_GIVEN DATA_
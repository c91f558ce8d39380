//! CLI module for the exemplar harness
//!
//! ## Commands
//!
//! - `run` - Collect and run every example (pytest-style output)
//! - `list` - Collect only; optionally load each example and report its status
//!
//! ## Design
//!
//! The CLI uses clap for argument parsing with derive macros.
//! Command functions return `CliResult<T>` instead of calling `process::exit`.
//! Only the top-level `run()` function handles errors and exits.

// Enforce explicit error handling - no panicking in production code
#![deny(clippy::unwrap_used)]
#![deny(clippy::expect_used)]

pub mod commands;

use std::fmt;
use std::path::PathBuf;
use std::process;

use clap::{Args, Parser, Subcommand, ValueEnum};

use crate::version::EXEMPLAR_VERSION;

// ============================================================================
// CLI Error handling
// ============================================================================

/// Exit code for CLI operations.
#[derive(Debug, Clone, Copy, PartialEq, Eq)]
pub struct ExitCode(pub i32);

impl ExitCode {
    pub const SUCCESS: ExitCode = ExitCode(0);
    pub const FAILURE: ExitCode = ExitCode(1);
}

/// Error type for CLI operations.
///
/// Contains a user-facing message and an exit code. The CLI entry point
/// catches these errors, prints the message, and exits with the code.
#[derive(Debug)]
pub struct CliError {
    /// User-facing error message (already formatted for display)
    pub message: String,
    /// Exit code to return to the shell
    pub exit_code: ExitCode,
}

impl CliError {
    pub fn new(message: impl Into<String>, exit_code: ExitCode) -> Self {
        Self {
            message: message.into(),
            exit_code,
        }
    }

    /// Create a failure error (exit code 1).
    pub fn failure(message: impl Into<String>) -> Self {
        Self::new(message, ExitCode::FAILURE)
    }
}

impl fmt::Display for CliError {
    fn fmt(&self, f: &mut fmt::Formatter<'_>) -> fmt::Result {
        write!(f, "{}", self.message)
    }
}

impl std::error::Error for CliError {}

/// Result type for CLI operations.
pub type CliResult<T> = Result<T, CliError>;

// ============================================================================
// Clap CLI definition
// ============================================================================

/// Run every example script and report which ones broke
#[derive(Parser, Debug)]
#[command(name = "exemplar")]
#[command(version = EXEMPLAR_VERSION)]
#[command(about = "Regression harness for example scripts", long_about = None)]
pub struct Cli {
    #[command(subcommand)]
    pub command: Command,
}

/// Where the examples live and which categories to visit.
#[derive(Args, Debug, Clone, Default)]
pub struct SuiteArgs {
    /// Harness config file (default: ./exemplar.toml when present)
    #[arg(long, value_name = "FILE")]
    pub config: Option<PathBuf>,

    /// Examples Root, overriding the configured or resolved one
    #[arg(long, value_name = "DIR")]
    pub root: Option<PathBuf>,

    /// Category to visit; repeat to visit several (default: from config)
    #[arg(long = "category", value_name = "NAME")]
    pub categories: Vec<String>,
}

#[derive(ValueEnum, Debug, Clone, Copy, Default, PartialEq, Eq)]
pub enum OutputFormat {
    /// Human-readable, pytest-style
    #[default]
    Console,
    /// One JSON object per line on stdout
    Json,
}

#[derive(Subcommand, Debug)]
pub enum Command {
    /// Collect and run every example
    Run {
        #[command(flatten)]
        suite: SuiteArgs,
        /// Verbose output
        #[arg(short, long)]
        verbose: bool,
        /// Stop on first failure
        #[arg(short = 'x', long = "exitfirst")]
        stop_on_fail: bool,
        /// Filter examples by keyword expression
        #[arg(short = 'k', value_name = "EXPR")]
        filter: Option<String>,
        /// Report format
        #[arg(long, value_enum, default_value_t = OutputFormat::Console)]
        format: OutputFormat,
    },

    /// List discovered examples without running them
    List {
        #[command(flatten)]
        suite: SuiteArgs,
        /// Load each example and report whether it imports
        #[arg(long)]
        load: bool,
    },
}

// ============================================================================
// CLI entry point
// ============================================================================

/// Main CLI entry point.
///
/// This is the only place where `process::exit` is called. All command
/// implementations return `CliResult` and errors are handled here.
pub fn run() {
    let cli = Cli::parse();

    match execute(cli) {
        Ok(exit_code) => {
            if exit_code.0 != 0 {
                process::exit(exit_code.0);
            }
        }
        Err(e) => {
            if !e.message.is_empty() {
                eprintln!("{}", e.message);
            }
            process::exit(e.exit_code.0);
        }
    }
}

/// Execute the CLI command and return result.
pub fn execute(cli: Cli) -> CliResult<ExitCode> {
    match cli.command {
        Command::Run {
            suite,
            verbose,
            stop_on_fail,
            filter,
            format,
        } => commands::run_examples(&suite, verbose, stop_on_fail, filter, format),
        Command::List { suite, load } => commands::list_examples(&suite, load),
    }
}

// ============================================================================
// Tests
// ============================================================================

#[cfg(test)]
#[allow(clippy::unwrap_used)]
mod tests {
    use super::*;

    #[test]
    fn test_cli_parse_run_defaults() {
        let cli = Cli::try_parse_from(["exemplar", "run"]).unwrap();
        if let Command::Run {
            suite,
            verbose,
            stop_on_fail,
            filter,
            format,
        } = cli.command
        {
            assert!(suite.config.is_none());
            assert!(suite.root.is_none());
            assert!(suite.categories.is_empty());
            assert!(!verbose);
            assert!(!stop_on_fail);
            assert!(filter.is_none());
            assert_eq!(format, OutputFormat::Console);
        } else {
            panic!("Expected Run command");
        }
    }

    #[test]
    fn test_cli_parse_run_flags() {
        let cli = Cli::try_parse_from(["exemplar", "run", "-v", "-x", "-k", "hello", "--format", "json"]).unwrap();
        if let Command::Run {
            verbose,
            stop_on_fail,
            filter,
            format,
            ..
        } = cli.command
        {
            assert!(verbose);
            assert!(stop_on_fail);
            assert_eq!(filter.as_deref(), Some("hello"));
            assert_eq!(format, OutputFormat::Json);
        } else {
            panic!("Expected Run command");
        }
    }

    #[test]
    fn test_cli_parse_repeated_categories() {
        let cli = Cli::try_parse_from([
            "exemplar",
            "run",
            "--root",
            "demo",
            "--category",
            "1_basics",
            "--category",
            "3_advanced",
        ])
        .unwrap();
        if let Command::Run { suite, .. } = cli.command {
            assert_eq!(suite.root, Some(PathBuf::from("demo")));
            assert_eq!(suite.categories, vec!["1_basics", "3_advanced"]);
        } else {
            panic!("Expected Run command");
        }
    }

    #[test]
    fn test_cli_parse_list_load() {
        let cli = Cli::try_parse_from(["exemplar", "list", "--config", "exemplar.toml", "--load"]).unwrap();
        if let Command::List { suite, load } = cli.command {
            assert!(load);
            assert_eq!(suite.config, Some(PathBuf::from("exemplar.toml")));
        } else {
            panic!("Expected List command");
        }
    }

    #[test]
    fn test_cli_rejects_unknown_format() {
        assert!(Cli::try_parse_from(["exemplar", "run", "--format", "tap"]).is_err());
    }

    #[test]
    fn test_cli_requires_subcommand() {
        assert!(Cli::try_parse_from(["exemplar"]).is_err());
    }
}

_EXERCISE REQUIREMENTS_
Lines holding "toml" in the material above are to be reported.

_RESULT OF THIS EXERCISE_
    /// Harness config file (default: ./exemplar.toml when present)
        let cli = Cli::try_parse_from(["exemplar", "list", "--config", "exemplar.toml", "--load"]).unwrap();
            assert_eq!(suite.config, Some(PathBuf::from("exemplar.toml")));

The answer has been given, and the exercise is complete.